Banque centrale africaine : l’Afrique amorce un trimestre décisif
Des stratégies monétaires divergentes face à la conjoncture de 2026
Ce début de trimestre est marqué par des ajustements de trajectoire majeurs au sein des grandes zones monétaires africaines. Les comités de politique monétaire adaptent leurs instruments pour répondre à la fois aux pressions inflationnistes persistantes et à la nécessité de dynamiser le tissu entrepreneurial local.
Les récentes données et décisions des banques centrales régionales mettent en lumière trois dynamiques clés :
- Assouplissement en zone CEMAC : La BEAC a récemment abaissé son principal taux directeur à 4,50 % et libéré des réserves obligatoires, une mesure forte destinée à relancer l’octroi de crédits et à soutenir l’activité économique régionale.
- Prudence en zone UMOA : À l’inverse, le Comité de politique monétaire de la BCEAO a choisi de maintenir son taux directeur à 3 %, un arbitrage prudent face aux incertitudes géopolitiques mondiales et au risque de volatilité des cours énergétiques.
- Poids de la dette : Selon les derniers rapports institutionnels, le déficit budgétaire régional moyen devrait se contracter à 3,5 % du PIB en 2026, mais le service de la dette extérieure continue de capter en moyenne 18,2 % des recettes publiques, limitant les marges de manœuvre.
Le grand chantier de l’intégration monétaire continentale
Au-delà des ajustements techniques de court terme, ce trimestre remet au centre des débats l’harmonisation des politiques financières à l’échelle du continent. L’accélération de la Zone de libre-échange continentale africaine (ZLECAf) accentue la pression sur l’Union Africaine pour concrétiser les jalons institutionnels de la future Banque centrale africaine.
Les experts s’accordent à dire que la résilience face aux chocs asymétriques – qu’ils soient climatiques, sécuritaires ou liés aux marchés pétroliers – dépendra de la capacité des sous-régions à interconnecter leurs systèmes de paiement et à unifier leurs cadres réglementaires de surveillance bancaire.
L’Analyse IBA
Ce trimestre est qualifié de décisif car il incarne le basculement d’une gestion de crise réactive vers une stratégie de souveraineté monétaire concertée.

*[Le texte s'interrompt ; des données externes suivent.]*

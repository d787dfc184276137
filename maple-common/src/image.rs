// SPDX-License-Identifier: MIT
// Copyright (c) 2026 ADNT Sarl <info@adnt.io>

//! Application image plausibility checks.
//!
//! Only the first two vector table words are inspected. A valid image starts
//! with an initial stack pointer inside SRAM and a Thumb reset vector that
//! points back into its own flash region. Erased (`0xFFFF_FFFF`) or zeroed
//! flash fails both tests.

use crate::layout::{APP_ADDR, FLASH_END, RAM_END, RAM_START};

/// The two words at the start of a Cortex-M image.
#[derive(Clone, Copy, Debug, PartialEq, Eq)]
pub struct VectorTable {
    pub initial_sp: u32,
    pub reset_vector: u32,
}

impl VectorTable {
    pub fn from_words(initial_sp: u32, reset_vector: u32) -> Self {
        Self {
            initial_sp,
            reset_vector,
        }
    }

    /// Read the vector table at `addr` via volatile reads.
    ///
    /// # Safety
    /// `addr` must point to at least 8 readable, word-aligned bytes.
    pub unsafe fn read_from(addr: u32) -> Self {
        Self {
            initial_sp: (addr as *const u32).read_volatile(),
            reset_vector: (addr as *const u32).offset(1).read_volatile(),
        }
    }
}

/// Address ranges an image is checked against.
#[derive(Clone, Copy, Debug, PartialEq, Eq)]
pub struct MemoryLayout {
    pub app_addr: u32,
    pub flash_end: u32,
    pub ram_start: u32,
    pub ram_end: u32,
}

impl MemoryLayout {
    pub const DEFAULT: MemoryLayout = MemoryLayout {
        app_addr: APP_ADDR,
        flash_end: FLASH_END,
        ram_start: RAM_START,
        ram_end: RAM_END,
    };

    /// Same map with the image placed at `app_addr`.
    pub fn at(app_addr: u32) -> Self {
        Self {
            app_addr,
            ..Self::DEFAULT
        }
    }

    fn stack_in_ram(&self, sp: u32) -> bool {
        // The stack grows down, so the top-of-RAM address itself is a valid start.
        sp > self.ram_start && sp <= self.ram_end && sp & 0x3 == 0
    }

    fn entry_in_image(&self, reset_vector: u32) -> bool {
        if reset_vector & 1 == 0 {
            return false;
        }
        let entry = reset_vector & !1;
        // 8 bytes in: the entry cannot overlap the two words we just read.
        entry >= self.app_addr.saturating_add(8) && entry < self.flash_end
    }
}

/// Whether `vt` looks like the start of a runnable application in `layout`.
pub fn is_valid_application(vt: &VectorTable, layout: &MemoryLayout) -> bool {
    layout.stack_in_ram(vt.initial_sp) && layout.entry_in_image(vt.reset_vector)
}
// SPDX-License-Identifier: MIT
// Copyright (c) 2026 ADNT Sarl <info@adnt.io>

//! USB CDC port that a host uses to request an upload.
//!
//! The port carries no protocol. A host asks for an upload with the usual
//! "1200 baud touch": it opens the port at 1200 baud and closes it again,
//! which shows up here as that line coding with DTR dropped. The image itself
//! is then written through the ROM mass-storage loader.

use maple_common::layout::{UPLOAD_TOUCH_BAUD, USB_PID, USB_VID};
use rp2040_hal::usb::UsbBus;
use usb_device::class_prelude::UsbBusAllocator;
use usb_device::prelude::*;
use usbd_serial::SerialPort;

pub struct UsbUpload {
    serial: SerialPort<'static, UsbBus>,
    usb_dev: UsbDevice<'static, UsbBus>,
    touched: bool,
}

impl UsbUpload {
    pub fn new(usb_bus: &'static UsbBusAllocator<UsbBus>) -> Self {
        let serial = SerialPort::new(usb_bus);
        let Ok(builder) = UsbDeviceBuilder::new(usb_bus, UsbVidPid(USB_VID, USB_PID)).strings(&[
            StringDescriptors::default()
                .manufacturer("ADNT")
                .product("Maple Bootloader")
                .serial_number("0001"),
        ]) else {
            cortex_m::peripheral::SCB::sys_reset();
        };
        let usb_dev = builder.device_class(usbd_serial::USB_CLASS_CDC).build();

        Self {
            serial,
            usb_dev,
            touched: false,
        }
    }

    /// Service the USB device. Must be called at least every few milliseconds.
    pub fn poll(&mut self) {
        if self.usb_dev.poll(&mut [&mut self.serial]) {
            // Nothing is read from the host; drop whatever it sends.
            let mut sink = [0u8; 64];
            while let Ok(n) = self.serial.read(&mut sink) {
                if n == 0 {
                    break;
                }
            }
        }

        if self.serial.line_coding().data_rate() == UPLOAD_TOUCH_BAUD && !self.serial.dtr() {
            self.touched = true;
        }
    }

    /// Whether a touch was seen since the last call.
    pub fn take_touch(&mut self) -> bool {
        core::mem::replace(&mut self.touched, false)
    }
}
// SPDX-License-Identifier: MIT
// Copyright (c) 2026 ADNT Sarl <info@adnt.io>

//! Collaborator contracts the boot sequence is written against.
//!
//! Board code implements these on top of real peripherals; the host tests
//! implement them with recording doubles. Clock, flash and USB stack setup
//! happen before any of them is called.

use crate::reset_reason::ResetReason;

/// LED strobe speed.
#[derive(Clone, Copy, Debug, PartialEq, Eq)]
#[cfg_attr(feature = "defmt", derive(defmt::Format))]
pub enum Cadence {
    Fast,
    Slow,
}

/// Pin level that lights the indicator LED.
#[derive(Clone, Copy, Debug, PartialEq, Eq)]
#[cfg_attr(feature = "defmt", derive(defmt::Format))]
pub enum Polarity {
    ActiveHigh,
    ActiveLow,
}

/// The persistent reset reason flag.
pub trait BootFlag {
    /// Return the armed reason and clear it. Called once per boot.
    fn read_and_clear_boot_flag(&mut self) -> ResetReason;
}

/// Application image check.
pub trait ImageValidator {
    /// Whether a runnable image starts at `addr`. Must not have side effects.
    fn is_valid_application(&self, addr: u32) -> bool;
}

/// USB attach sensing.
pub trait UsbSense {
    /// `true` when no host is pulling the data line (USB absent).
    fn sample_usb_data_pin(&mut self) -> bool;
}

/// Operator feedback LED.
pub trait Indicator {
    fn strobe_indicator(&mut self, count: u32, cadence: Cadence, polarity: Polarity);
}

/// The upload subsystem.
pub trait UploadSubsystem {
    /// Non-blocking: has the host just started an upload?
    fn upload_has_started(&mut self) -> bool;

    /// Carry the upload through. Ends in a full system reset.
    fn finish_upload(&mut self) -> !;
}

/// Secondary loader that needs regular servicing while we wait.
pub trait SerialLoader {
    fn poll_serial_loader(&mut self);
}

/// Transfer of control to the application.
pub trait Jumper {
    fn jump_to_application(&mut self, addr: u32) -> !;
}

/// Everything the boot sequence needs from a board.
pub trait Board:
    BootFlag + ImageValidator + UsbSense + Indicator + UploadSubsystem + SerialLoader + Jumper
{
}

impl<T> Board for T where
    T: BootFlag + ImageValidator + UsbSense + Indicator + UploadSubsystem + SerialLoader + Jumper
{
}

La baisse des taux opérée par la BEAC prouve que l’Afrique Centrale privilégie désormais le ballon d’oxygène à l’économie réelle plutôt que l’orthodoxie stricte anti-inflation, tandis que l’attentisme de la BCEAO montre la vulnérabilité persistante de nos économies face aux chocs exogènes. Dans cette configuration, l’avènement d’une Banque centrale africaine ne doit plus être perçu comme une utopie technocratique, mais comme une urgence géoeconomique. Pour les décideurs et les investisseurs du continent, le véritable indicateur à observer ces prochains mois ne sera pas seulement le niveau des taux d’intérêt, mais la capacité des États à canaliser ces liquidités vers des investissements structurels et industriels, seuls garants d’une croissance déconnectée des fluctuations des matières premières.